» Problem requirements
Copy out, from the data, each line containing the string "configured".

[Saved entries]
--- START ---

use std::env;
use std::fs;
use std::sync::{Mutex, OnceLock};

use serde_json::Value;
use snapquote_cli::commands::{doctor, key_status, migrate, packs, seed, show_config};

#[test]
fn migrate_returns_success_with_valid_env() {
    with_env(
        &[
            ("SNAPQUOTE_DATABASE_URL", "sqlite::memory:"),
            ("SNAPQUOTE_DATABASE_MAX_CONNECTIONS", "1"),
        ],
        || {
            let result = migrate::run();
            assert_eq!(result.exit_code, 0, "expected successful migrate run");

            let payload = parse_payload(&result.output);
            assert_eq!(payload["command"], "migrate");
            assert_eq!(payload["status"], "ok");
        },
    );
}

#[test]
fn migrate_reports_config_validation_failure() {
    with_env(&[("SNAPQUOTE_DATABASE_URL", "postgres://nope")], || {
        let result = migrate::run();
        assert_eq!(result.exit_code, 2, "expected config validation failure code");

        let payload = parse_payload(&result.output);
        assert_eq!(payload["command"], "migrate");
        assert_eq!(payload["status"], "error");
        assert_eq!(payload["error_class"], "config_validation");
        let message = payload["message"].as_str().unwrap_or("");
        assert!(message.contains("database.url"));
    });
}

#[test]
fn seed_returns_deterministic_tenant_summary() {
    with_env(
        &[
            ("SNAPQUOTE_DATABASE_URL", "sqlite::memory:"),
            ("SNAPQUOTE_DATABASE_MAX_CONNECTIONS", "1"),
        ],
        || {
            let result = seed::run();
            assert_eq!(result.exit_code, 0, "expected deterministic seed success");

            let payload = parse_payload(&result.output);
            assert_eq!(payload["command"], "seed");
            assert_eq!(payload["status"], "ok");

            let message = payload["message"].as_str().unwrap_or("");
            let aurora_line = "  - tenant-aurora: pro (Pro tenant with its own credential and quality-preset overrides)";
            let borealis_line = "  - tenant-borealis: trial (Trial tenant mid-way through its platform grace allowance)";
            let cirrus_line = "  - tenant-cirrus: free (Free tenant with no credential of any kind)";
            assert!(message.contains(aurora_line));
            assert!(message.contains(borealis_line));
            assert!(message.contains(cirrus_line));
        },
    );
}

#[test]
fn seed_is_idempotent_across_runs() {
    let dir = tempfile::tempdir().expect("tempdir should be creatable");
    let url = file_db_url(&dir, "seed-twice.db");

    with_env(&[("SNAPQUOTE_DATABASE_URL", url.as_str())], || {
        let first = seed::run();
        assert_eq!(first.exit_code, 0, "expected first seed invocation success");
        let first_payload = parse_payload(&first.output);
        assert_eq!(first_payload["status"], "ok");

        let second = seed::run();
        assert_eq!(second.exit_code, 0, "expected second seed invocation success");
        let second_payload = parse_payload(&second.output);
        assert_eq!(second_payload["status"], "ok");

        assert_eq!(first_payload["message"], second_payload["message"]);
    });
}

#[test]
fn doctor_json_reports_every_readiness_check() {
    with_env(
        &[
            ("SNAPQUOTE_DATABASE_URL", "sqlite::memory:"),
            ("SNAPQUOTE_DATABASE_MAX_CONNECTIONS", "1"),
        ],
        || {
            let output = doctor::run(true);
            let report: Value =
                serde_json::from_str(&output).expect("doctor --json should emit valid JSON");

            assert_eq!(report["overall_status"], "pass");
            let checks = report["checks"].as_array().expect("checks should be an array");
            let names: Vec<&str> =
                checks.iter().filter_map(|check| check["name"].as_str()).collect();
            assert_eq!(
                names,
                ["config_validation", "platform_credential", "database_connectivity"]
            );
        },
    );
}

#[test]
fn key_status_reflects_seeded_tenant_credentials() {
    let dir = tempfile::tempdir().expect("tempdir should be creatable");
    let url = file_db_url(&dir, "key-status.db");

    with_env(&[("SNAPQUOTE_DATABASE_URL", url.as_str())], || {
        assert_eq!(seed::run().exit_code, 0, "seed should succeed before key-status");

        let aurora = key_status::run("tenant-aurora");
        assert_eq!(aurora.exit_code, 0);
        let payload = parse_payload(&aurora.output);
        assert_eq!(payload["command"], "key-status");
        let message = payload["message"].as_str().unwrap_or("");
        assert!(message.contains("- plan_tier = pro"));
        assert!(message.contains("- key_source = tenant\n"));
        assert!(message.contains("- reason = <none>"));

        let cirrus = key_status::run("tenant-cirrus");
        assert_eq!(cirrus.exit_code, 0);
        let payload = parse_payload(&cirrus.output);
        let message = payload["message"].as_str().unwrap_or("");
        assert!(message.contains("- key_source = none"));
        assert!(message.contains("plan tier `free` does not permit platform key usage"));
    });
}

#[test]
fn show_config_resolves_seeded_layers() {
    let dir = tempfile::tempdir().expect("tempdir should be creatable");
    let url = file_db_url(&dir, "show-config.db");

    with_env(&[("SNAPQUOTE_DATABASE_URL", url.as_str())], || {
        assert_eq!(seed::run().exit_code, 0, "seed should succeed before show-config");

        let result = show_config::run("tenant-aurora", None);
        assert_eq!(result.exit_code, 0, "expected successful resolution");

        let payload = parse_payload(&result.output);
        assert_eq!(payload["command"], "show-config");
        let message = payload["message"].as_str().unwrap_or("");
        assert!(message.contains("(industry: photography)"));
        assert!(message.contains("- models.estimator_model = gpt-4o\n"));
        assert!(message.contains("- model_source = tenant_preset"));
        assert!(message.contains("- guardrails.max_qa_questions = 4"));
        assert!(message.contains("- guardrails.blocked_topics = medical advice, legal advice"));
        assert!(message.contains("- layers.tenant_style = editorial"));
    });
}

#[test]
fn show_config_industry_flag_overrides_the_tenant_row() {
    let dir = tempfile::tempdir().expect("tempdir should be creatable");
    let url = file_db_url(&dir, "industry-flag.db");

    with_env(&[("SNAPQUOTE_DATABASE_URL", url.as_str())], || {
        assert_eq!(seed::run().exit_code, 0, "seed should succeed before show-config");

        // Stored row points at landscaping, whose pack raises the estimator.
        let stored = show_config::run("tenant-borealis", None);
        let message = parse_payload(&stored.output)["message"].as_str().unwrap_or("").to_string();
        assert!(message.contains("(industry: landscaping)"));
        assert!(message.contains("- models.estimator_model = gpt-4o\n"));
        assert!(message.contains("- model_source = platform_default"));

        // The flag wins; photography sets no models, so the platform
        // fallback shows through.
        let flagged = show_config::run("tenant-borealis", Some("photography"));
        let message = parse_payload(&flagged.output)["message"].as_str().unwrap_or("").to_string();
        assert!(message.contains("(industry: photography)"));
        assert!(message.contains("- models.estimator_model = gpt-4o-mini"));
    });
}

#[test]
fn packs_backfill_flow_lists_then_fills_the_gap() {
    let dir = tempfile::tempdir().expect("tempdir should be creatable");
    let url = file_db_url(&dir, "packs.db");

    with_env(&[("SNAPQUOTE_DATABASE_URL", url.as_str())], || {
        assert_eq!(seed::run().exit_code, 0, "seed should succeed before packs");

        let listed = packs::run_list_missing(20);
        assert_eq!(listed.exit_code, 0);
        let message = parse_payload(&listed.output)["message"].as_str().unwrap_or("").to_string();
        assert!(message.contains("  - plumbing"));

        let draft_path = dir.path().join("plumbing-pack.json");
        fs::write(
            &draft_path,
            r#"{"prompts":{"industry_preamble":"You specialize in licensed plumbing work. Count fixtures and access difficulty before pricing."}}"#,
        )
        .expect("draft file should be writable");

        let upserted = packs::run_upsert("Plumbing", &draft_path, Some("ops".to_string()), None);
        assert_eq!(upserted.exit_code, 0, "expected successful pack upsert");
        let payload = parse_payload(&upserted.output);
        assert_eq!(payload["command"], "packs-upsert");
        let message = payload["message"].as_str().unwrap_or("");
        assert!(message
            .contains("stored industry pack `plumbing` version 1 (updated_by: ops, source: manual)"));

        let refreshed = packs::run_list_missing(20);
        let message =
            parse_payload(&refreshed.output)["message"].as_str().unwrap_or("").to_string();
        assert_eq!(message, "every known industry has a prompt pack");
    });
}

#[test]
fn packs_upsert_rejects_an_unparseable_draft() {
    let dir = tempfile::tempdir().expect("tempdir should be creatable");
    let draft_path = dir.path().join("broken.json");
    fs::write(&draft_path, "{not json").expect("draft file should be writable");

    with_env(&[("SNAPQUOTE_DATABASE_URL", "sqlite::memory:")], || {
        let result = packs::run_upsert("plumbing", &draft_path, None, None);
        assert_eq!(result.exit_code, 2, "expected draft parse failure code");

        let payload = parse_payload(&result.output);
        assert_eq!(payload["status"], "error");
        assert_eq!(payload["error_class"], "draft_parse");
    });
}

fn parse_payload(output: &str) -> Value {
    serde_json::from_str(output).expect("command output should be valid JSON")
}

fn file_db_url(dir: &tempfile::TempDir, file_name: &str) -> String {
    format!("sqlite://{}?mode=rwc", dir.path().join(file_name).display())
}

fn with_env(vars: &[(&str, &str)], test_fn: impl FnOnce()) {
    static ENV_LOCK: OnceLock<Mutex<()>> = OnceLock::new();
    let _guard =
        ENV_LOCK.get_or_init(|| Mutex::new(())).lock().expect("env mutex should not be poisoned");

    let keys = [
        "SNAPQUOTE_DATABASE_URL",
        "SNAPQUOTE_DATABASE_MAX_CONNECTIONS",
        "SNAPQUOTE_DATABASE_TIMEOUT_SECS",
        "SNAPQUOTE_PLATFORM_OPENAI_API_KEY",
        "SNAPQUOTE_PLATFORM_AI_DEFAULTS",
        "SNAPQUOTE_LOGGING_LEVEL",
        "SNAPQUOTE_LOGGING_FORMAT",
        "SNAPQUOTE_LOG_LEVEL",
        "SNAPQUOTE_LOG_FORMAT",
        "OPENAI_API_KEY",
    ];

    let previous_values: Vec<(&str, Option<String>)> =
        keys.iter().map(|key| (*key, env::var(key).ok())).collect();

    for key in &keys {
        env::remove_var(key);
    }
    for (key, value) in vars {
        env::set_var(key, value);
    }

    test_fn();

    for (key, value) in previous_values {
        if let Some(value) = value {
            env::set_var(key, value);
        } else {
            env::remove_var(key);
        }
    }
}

--- END ---
--- START ---

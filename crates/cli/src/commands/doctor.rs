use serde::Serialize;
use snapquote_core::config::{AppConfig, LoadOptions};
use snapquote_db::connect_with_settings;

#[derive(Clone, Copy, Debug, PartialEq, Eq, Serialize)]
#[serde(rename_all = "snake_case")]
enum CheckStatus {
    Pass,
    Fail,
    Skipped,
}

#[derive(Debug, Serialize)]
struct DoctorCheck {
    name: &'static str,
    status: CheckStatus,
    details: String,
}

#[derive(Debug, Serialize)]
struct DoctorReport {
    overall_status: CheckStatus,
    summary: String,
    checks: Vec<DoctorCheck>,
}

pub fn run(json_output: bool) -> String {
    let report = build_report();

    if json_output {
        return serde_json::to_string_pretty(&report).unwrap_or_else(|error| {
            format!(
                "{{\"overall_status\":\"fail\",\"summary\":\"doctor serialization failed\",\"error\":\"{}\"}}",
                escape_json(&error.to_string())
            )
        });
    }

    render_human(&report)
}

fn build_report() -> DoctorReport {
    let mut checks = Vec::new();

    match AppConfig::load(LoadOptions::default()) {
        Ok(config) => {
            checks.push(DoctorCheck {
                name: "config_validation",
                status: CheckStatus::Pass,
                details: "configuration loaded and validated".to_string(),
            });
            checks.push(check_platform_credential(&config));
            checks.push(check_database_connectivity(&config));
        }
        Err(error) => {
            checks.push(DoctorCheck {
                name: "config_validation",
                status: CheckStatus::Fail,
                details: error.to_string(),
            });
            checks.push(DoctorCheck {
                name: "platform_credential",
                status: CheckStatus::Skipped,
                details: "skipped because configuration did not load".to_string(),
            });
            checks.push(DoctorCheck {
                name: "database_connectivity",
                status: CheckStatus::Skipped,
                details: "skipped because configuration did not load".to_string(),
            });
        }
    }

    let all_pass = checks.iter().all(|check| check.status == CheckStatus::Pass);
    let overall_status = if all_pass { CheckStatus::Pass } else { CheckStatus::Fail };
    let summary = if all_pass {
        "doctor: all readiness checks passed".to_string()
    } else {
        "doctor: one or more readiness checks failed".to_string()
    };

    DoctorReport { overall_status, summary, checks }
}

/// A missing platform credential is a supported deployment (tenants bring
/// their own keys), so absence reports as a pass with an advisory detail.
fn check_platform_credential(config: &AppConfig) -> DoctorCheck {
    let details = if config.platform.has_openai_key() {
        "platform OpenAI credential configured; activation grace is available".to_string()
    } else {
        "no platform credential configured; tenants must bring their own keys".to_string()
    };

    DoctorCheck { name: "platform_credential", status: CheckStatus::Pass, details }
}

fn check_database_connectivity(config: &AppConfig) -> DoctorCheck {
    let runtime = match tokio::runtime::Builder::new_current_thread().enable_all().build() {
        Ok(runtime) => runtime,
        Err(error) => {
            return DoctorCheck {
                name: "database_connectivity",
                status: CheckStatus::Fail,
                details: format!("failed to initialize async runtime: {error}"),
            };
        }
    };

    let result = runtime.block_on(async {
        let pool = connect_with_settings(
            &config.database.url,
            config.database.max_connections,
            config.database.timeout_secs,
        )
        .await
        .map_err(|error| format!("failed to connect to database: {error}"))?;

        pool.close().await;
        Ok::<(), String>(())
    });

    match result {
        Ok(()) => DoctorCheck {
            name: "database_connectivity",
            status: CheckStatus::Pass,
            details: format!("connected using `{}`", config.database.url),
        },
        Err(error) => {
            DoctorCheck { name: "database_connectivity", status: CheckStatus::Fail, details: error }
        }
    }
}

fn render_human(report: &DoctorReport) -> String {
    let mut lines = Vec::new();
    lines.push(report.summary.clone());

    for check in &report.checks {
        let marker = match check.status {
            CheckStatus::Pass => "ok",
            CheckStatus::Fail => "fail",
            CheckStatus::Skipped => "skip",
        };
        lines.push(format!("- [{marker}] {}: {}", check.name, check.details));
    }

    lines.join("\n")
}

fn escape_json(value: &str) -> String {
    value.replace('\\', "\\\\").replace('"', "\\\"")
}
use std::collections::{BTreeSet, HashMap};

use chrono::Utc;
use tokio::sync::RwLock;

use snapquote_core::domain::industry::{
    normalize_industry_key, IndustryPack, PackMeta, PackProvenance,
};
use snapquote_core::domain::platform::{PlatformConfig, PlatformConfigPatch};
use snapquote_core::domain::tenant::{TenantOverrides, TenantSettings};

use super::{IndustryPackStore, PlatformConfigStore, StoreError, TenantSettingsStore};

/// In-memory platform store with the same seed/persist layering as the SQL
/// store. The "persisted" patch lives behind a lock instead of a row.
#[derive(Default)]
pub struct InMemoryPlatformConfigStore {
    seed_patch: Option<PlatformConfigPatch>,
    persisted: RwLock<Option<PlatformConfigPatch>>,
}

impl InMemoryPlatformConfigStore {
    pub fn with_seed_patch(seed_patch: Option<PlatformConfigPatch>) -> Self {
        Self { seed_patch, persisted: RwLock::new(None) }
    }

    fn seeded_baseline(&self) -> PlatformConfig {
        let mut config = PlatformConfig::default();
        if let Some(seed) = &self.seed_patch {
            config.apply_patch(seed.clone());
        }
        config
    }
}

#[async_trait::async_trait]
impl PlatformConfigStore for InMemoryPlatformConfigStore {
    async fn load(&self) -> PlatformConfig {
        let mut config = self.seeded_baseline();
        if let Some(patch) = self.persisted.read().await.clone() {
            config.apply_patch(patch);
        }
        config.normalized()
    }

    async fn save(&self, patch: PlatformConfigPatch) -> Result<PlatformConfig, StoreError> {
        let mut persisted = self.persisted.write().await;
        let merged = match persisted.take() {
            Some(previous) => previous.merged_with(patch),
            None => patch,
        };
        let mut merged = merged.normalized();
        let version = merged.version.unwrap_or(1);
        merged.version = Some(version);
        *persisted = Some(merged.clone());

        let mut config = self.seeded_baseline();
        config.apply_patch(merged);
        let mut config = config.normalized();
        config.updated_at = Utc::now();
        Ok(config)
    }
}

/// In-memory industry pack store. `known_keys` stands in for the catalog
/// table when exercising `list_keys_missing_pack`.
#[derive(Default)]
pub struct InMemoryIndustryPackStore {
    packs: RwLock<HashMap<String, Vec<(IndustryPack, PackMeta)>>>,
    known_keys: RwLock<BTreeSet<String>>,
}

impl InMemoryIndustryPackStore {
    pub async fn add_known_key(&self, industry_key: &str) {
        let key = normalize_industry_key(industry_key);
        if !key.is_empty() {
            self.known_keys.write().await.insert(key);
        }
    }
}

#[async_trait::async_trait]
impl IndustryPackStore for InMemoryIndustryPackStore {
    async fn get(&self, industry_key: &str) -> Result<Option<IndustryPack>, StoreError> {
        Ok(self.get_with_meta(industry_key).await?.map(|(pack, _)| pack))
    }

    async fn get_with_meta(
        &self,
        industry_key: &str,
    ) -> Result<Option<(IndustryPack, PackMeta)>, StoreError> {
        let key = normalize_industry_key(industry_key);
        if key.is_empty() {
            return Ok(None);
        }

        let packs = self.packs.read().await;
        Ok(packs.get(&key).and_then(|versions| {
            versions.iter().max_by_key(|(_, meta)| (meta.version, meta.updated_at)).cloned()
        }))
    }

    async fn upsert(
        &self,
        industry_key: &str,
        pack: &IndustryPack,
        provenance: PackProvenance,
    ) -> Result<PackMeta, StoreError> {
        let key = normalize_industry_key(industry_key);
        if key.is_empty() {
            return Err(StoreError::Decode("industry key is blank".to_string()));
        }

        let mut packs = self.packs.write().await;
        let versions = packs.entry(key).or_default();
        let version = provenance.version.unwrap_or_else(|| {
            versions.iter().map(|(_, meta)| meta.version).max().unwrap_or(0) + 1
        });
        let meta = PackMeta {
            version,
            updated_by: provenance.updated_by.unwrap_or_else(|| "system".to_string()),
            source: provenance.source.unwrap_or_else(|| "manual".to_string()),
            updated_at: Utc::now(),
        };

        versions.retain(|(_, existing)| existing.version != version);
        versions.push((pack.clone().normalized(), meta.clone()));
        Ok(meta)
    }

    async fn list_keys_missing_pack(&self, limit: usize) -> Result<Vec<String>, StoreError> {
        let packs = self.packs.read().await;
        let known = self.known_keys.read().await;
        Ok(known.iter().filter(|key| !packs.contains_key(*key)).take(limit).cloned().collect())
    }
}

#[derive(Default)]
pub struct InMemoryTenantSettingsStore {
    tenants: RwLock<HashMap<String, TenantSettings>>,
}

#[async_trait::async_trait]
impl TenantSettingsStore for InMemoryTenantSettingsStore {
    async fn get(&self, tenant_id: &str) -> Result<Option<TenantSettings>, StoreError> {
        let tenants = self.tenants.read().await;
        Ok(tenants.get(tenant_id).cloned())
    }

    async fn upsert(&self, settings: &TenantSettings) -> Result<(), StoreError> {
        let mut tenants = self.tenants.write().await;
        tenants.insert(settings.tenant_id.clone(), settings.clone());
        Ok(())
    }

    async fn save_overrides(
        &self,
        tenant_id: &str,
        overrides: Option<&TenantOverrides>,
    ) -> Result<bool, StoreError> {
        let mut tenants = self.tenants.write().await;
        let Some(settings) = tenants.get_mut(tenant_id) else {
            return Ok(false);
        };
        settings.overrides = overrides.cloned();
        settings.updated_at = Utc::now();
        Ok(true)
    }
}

--- END ---
--- START ---

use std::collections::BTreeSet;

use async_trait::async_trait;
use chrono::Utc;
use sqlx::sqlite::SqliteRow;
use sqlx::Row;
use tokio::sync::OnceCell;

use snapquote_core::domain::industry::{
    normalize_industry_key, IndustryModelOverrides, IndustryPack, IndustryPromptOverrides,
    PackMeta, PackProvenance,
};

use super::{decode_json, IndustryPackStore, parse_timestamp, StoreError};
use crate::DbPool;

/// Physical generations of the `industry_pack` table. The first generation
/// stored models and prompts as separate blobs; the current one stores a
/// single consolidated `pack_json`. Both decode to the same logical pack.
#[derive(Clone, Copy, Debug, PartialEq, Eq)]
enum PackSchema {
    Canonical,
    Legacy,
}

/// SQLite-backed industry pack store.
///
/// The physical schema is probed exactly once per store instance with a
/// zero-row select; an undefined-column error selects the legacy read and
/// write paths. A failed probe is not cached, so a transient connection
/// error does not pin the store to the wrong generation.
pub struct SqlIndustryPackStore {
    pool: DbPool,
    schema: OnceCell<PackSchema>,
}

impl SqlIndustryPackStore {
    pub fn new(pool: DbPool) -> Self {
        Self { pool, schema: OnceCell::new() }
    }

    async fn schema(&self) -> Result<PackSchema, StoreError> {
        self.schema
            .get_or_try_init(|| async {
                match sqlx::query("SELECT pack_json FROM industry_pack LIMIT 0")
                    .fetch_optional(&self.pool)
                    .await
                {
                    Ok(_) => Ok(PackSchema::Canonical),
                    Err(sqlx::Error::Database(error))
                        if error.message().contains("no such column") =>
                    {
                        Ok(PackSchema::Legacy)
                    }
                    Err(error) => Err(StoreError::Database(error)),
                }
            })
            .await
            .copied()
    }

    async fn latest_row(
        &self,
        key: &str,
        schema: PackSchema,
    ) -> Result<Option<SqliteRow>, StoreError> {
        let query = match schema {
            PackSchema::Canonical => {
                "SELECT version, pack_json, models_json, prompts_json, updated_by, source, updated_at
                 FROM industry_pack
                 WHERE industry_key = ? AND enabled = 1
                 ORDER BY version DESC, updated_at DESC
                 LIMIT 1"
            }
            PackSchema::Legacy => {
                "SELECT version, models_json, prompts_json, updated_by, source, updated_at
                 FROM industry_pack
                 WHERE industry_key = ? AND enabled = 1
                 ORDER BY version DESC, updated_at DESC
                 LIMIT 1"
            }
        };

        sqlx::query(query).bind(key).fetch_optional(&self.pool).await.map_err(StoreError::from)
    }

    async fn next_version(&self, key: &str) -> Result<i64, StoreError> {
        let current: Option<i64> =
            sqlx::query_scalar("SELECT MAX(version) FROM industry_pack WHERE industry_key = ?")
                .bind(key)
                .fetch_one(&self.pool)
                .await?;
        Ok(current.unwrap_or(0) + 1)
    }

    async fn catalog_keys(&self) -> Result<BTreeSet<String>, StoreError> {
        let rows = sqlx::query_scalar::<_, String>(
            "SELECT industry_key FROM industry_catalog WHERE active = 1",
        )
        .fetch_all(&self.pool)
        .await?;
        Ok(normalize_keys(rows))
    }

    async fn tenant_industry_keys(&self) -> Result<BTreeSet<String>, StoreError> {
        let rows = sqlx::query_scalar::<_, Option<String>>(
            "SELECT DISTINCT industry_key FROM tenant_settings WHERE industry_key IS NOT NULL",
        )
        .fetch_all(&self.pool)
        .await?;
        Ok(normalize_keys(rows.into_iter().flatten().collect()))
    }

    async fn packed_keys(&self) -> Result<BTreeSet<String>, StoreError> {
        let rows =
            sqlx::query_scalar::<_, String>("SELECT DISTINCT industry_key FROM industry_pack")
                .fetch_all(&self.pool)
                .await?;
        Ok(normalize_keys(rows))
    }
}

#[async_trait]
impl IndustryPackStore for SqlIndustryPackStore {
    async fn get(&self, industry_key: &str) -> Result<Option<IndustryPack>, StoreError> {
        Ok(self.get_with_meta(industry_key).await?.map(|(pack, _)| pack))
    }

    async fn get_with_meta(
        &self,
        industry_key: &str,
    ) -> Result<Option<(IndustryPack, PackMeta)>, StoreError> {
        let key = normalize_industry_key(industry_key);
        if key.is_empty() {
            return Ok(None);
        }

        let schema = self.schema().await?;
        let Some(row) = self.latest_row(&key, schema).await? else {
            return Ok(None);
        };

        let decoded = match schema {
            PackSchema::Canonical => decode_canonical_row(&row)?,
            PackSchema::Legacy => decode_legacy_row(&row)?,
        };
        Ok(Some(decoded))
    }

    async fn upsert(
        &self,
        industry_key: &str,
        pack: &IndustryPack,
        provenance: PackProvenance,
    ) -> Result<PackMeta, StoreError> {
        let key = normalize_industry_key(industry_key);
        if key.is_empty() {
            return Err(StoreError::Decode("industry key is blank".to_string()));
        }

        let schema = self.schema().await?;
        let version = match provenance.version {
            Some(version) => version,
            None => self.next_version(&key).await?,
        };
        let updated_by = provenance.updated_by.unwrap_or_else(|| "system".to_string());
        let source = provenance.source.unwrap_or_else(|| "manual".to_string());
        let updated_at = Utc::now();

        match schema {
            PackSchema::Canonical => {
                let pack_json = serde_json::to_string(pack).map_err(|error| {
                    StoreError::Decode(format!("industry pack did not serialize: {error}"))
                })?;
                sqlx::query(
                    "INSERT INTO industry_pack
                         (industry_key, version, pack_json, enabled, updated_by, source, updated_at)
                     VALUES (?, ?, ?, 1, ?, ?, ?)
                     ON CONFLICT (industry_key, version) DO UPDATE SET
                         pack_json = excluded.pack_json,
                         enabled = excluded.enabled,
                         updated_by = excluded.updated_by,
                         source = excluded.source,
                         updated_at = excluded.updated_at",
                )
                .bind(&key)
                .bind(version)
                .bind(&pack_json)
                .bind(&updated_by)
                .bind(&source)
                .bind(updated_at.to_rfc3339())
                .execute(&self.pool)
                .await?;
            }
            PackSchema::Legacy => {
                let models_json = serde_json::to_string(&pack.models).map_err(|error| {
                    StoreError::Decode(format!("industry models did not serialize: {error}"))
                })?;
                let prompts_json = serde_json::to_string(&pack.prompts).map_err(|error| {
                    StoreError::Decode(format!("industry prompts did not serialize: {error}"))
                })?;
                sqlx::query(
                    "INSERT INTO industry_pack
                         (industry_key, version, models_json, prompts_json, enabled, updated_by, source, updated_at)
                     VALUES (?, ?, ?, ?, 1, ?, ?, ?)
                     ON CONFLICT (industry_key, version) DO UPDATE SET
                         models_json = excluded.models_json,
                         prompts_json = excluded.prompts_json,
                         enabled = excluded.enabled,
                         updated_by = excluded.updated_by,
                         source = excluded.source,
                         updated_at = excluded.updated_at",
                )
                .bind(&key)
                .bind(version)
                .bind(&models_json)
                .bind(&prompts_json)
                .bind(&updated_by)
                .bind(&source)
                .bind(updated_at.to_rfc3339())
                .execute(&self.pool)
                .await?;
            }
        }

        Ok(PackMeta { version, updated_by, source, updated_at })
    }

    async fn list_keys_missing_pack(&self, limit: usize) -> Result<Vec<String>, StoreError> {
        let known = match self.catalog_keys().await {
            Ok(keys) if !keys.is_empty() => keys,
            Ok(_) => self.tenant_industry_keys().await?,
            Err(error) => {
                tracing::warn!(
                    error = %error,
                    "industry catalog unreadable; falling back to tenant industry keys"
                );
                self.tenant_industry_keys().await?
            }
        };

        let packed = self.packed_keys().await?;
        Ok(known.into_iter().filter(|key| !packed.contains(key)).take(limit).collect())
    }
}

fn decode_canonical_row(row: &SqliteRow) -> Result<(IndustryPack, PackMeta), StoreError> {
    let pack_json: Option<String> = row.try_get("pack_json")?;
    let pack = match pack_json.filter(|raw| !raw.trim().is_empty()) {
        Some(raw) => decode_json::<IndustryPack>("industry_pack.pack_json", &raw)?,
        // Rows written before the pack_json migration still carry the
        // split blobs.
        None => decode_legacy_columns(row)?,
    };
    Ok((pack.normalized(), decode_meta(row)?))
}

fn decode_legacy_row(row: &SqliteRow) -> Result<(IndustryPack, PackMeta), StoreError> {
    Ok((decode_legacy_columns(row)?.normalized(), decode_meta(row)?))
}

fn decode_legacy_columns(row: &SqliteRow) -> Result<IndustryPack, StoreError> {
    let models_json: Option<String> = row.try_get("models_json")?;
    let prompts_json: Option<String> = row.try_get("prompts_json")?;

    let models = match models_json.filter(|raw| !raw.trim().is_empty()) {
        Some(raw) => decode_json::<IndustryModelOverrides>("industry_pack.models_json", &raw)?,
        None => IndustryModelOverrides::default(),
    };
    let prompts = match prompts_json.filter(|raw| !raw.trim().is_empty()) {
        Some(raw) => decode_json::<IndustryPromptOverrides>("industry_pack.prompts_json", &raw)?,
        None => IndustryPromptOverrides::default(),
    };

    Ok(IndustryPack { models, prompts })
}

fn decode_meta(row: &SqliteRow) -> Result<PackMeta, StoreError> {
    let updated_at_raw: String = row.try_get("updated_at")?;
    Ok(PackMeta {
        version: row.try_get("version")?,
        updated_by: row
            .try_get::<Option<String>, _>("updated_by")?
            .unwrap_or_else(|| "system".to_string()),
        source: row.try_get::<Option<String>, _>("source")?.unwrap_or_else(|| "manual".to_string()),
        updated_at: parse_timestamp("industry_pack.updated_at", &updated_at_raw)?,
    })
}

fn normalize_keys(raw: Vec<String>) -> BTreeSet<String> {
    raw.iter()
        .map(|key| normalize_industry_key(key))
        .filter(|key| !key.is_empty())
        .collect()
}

--- END ---

» Completed exercise
        "platform OpenAI credential configured; activation grace is available".to_string()
        "no platform credential configured; tenants must bring their own keys".to_string()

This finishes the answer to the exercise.